I'd already heard so much about this multiple award-winner that I probably had impossibly high standards for it, but it won me over anyway. The novel is energetic, inventive, surprising and ambitious, and manages to be emotional as well, an achievement that can be hard to pull off with postmodern narrative. Along the way, the reader is treated to a short, violent history of the Dominican Republic and that country's spooky grip on its emigrants, a love/hate curse which fuels the characters' electric and often outrageous behavior.
The first half of this new novel about a sad but still-pretty-hip middle-aged New Yorker who falls in love with a young Irish rocker (or her songs?) was so damn good I had to force myself to slow down to savor it. Phillips' descriptions of popular music, and "the longing for longing" it inspires, is a revelation. His sentences are wise and stylish, his characters (save for one or two) richly drawn. Perhaps inevitably, the falling action is a relative let-down--despite the author's obvious talent, he can't sustain the bursting energy through to the end. Nevertheless, a work of great promise that I'll happily recommend to all music fanboys/girls.

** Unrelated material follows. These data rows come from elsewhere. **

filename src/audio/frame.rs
// One stereo frame, laid out so a cpal f32 buffer can be viewed as a slice of these
#[repr(C)]
#[derive(Clone, Copy, Debug, Default, PartialEq)]
pub struct StereoFrame {
    pub left: f32,
    pub right: f32,
}

impl StereoFrame {
    pub fn zero() -> Self {
        Self::default()
    }

    pub fn mono(x: f32) -> Self {
        Self { left: x, right: x }
    }

    #[inline]
    pub fn mix(&mut self, other: StereoFrame, gain: f32) {
        self.left += other.left * gain;
        self.right += other.right * gain;
    }
}
pub mod sample_loader;
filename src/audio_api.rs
pub use crate::audio::{SampleBuffer, SampleId};

// All offsets are seconds from the moment the engine receives the command.

#[derive(Clone, Debug)]
pub struct TriggerParams {
    pub sample_id: SampleId,
    pub gain: f32,
    pub offset: f64,
}

#[derive(Clone, Debug, PartialEq)]
pub struct BassNoteParams {
    pub midi: u8,
    pub velocity: f32,
    pub duration: f64,
    pub portamento: f64,
    pub offset: f64,
}

#[derive(Clone, Copy, Debug, PartialEq)]
pub struct SynthParams {
    pub cutoff: f32,
    pub resonance: f32,
    pub decay: f32,
}

impl Default for SynthParams {
    fn default() -> Self {
        Self {
            cutoff: 1000.0,
            resonance: 0.0,
            decay: 0.2,
        }
    }
}

#[derive(Clone, Debug)]
pub enum AudioCommand {
    // The engine can't load files (it would stall the audio thread), so a decoded
    // buffer is registered first and triggered by id afterwards.
    RegisterSample { id: SampleId, buffer: SampleBuffer },

    Trigger(TriggerParams),

    // Ends every voice of this sample that started at or before the stop point
    Stop { sample_id: SampleId, offset: f64 },

    BassNote(BassNoteParams),
    SetSynth(SynthParams),

    StopAll,
}

/// The control side's view of the audio backend.
///
/// `start` is the one-time initialisation gate: the first call opens the output device,
/// later calls are no-ops. `send` fails when the backend isn't started or can't take
/// more commands.
pub trait AudioOut {
    fn start(&mut self) -> anyhow::Result<()>;
    fn is_started(&self) -> bool;
    fn send(&mut self, cmd: AudioCommand) -> anyhow::Result<()>;
}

This thoroughly brilliant book of essays probably deserves 5 stars; my only quibble is that as a collection it asks a lot of the reader. DFW's metafictional take is effective and charming, with footnotes and annotations that are at least as entertaining as the more traditional text they complement. But since this is a series of essays, the PoMo approach can start to feel like too much of a good thing. Still, the subjects are varied and wonderful--among other adventures, the author spends time at the Adult Video Awards, on John McCain's 2000 Straight Talk Express bus, and visiting a late-night radio shock-jock--and the observations surprising, illuminating and witty.

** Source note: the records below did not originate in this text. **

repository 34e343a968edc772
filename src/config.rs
use std::path::{Path, PathBuf};

use serde::Deserialize;

use crate::pipeline::tempo::{clamp_swing, clamp_tempo};
use crate::shared::NUM_TRACKS;

const DEFAULT_CONFIG: &str = include_str!("../config.toml");
pub const USER_CONFIG_FILE: &str = "beatgrid.toml";

#[derive(Deserialize, Default)]
struct ConfigFile {
    #[serde(default)]
    defaults: DefaultsConfig,
    #[serde(default)]
    kit: KitConfig,
    #[serde(default)]
    audio: AudioConfig,
}

#[derive(Deserialize, Default)]
struct DefaultsConfig {
    tempo: Option<i32>,
    swing: Option<i32>,
}

#[derive(Deserialize, Default)]
struct KitConfig {
    kick: Option<String>,
    clap: Option<String>,
    hihat: Option<String>,
    open_hihat: Option<String>,
}

#[derive(Deserialize, Default)]
struct AudioConfig {
    sample_rate: Option<u32>,
    lookahead_ms: Option<u32>,
}

pub struct Config {
    kit_dir: PathBuf,
    defaults: DefaultsConfig,
    kit: KitConfig,
    audio: AudioConfig,
}

impl Config {
    /// Built-in defaults, overlaid with `<kit_dir>/beatgrid.toml` when there is one.
    pub fn load(kit_dir: &Path) -> anyhow::Result<Self> {
        let mut base: ConfigFile = toml::from_str(DEFAULT_CONFIG)?;

        let path = kit_dir.join(USER_CONFIG_FILE);
        if path.exists() {
            match std::fs::read_to_string(&path) {
                Ok(contents) => match toml::from_str::<ConfigFile>(&contents) {
                    Ok(user) => merge(&mut base, user),
                    Err(e) => {
                        log::warn!(target: "config", "ignoring malformed config {}: {}", path.display(), e)
                    }
                },
                Err(e) => {
                    log::warn!(target: "config", "could not read config {}: {}", path.display(), e)
                }
            }
        }

        Ok(Config {
            kit_dir: kit_dir.to_path_buf(),
            defaults: base.defaults,
            kit: base.kit,
            audio: base.audio,
        })
    }

    pub fn tempo(&self) -> u16 {
        clamp_tempo(self.defaults.tempo.unwrap_or(120))
    }

    pub fn swing(&self) -> u8 {
        clamp_swing(self.defaults.swing.unwrap_or(0))
    }

    pub fn sample_rate(&self) -> u32 {
        self.audio.sample_rate.filter(|r| *r > 0).unwrap_or(44100)
    }

    pub fn lookahead_secs(&self) -> f64 {
        self.audio.lookahead_ms.unwrap_or(50) as f64 / 1000.0
    }

    /// Sample file per drum track, in track order (K, C, H, OH).
    pub fn kit_paths(&self) -> [Option<PathBuf>; NUM_TRACKS] {
        [&self.kit.kick, &self.kit.clap, &self.kit.hihat, &self.kit.open_hihat]
            .map(|name| name.as_ref().map(|n| self.kit_dir.join(n)))
    }
}

fn merge(base: &mut ConfigFile, user: ConfigFile) {
    if user.defaults.tempo.is_some() {
        base.defaults.tempo = user.defaults.tempo;
    }
    if user.defaults.swing.is_some() {
        base.defaults.swing = user.defaults.swing;
    }
    if user.kit.kick.is_some() {
        base.kit.kick = user.kit.kick;
    }
    if user.kit.clap.is_some() {
        base.kit.clap = user.kit.clap;
    }
    if user.kit.hihat.is_some() {
        base.kit.hihat = user.kit.hihat;
    }
    if user.kit.open_hihat.is_some() {
        base.kit.open_hihat = user.kit.open_hihat;
    }
    if user.audio.sample_rate.is_some() {
        base.audio.sample_rate = user.audio.sample_rate;
    }
    if user.audio.lookahead_ms.is_some() {
        base.audio.lookahead_ms = user.audio.lookahead_ms;
    }
}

Smooth noir detective fiction exploring anti-immigrant feelings in Sweden, this is the first of Henning Mankell's Kurt Wallander novels from the series that would later inspire the BBC series Wallander. The opera-loving detective is an appealing underdog, bad at just about every part of his life except his job: he's gloomy, drinks too much, weighs too much, has troubled family relationships, dreads the Swedish winter, and frets over his country falling apart. Ultimately, though, his courage and unwavering insistence on justice make him worthy of our care and attention. Though the novel's moments of high drama are limited, Faceless Killers is a likeable, realistic, understated police procedural.
Deliverance is dripping with so much manliness that it would easy to parody, but the novel still works, thanks to Dickey's sentence-craft and finely drawn narrator and protagonist, Ed. To summarize, four suburban Atlanta friends go for a canoe trip on a wild river in north Georgia, and murder, mayhem, and masculine self-discovery ensue. Though Dickey's poetic instincts sometimes lead him to go on for pages about the beauty of the woods, there is plenty of adventure to reward the patient reader. In its portrayal of Ed's ennui, the disappearing Georgia wilderness, and the encroachment of mass consumer culture, the novel anticipates keenly some of the spiritual challenges of contemporary America.

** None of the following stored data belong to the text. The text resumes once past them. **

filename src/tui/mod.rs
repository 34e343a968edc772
pub mod grid;
pub mod input;
pub mod mode;
pub mod view;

Highly engaging historical fiction focusing on the surprising volatility, and fragility, of 1919 America, The Given Day follows the converging paths of charismatic-Boston-cop Danny, plucky-black-man-on-the-lam Luther, and various historical personages from Babe Ruth to Calvin Coolidge. Though Lehane writes well, he is occasionally unsubtle; his scenes become florid at times, particularly towards the end of the novel. I'm too much of a snob to consider this book literature, but it is a fun and eye-opening read that manages the difficult feat of not seeming too long at 700 pages.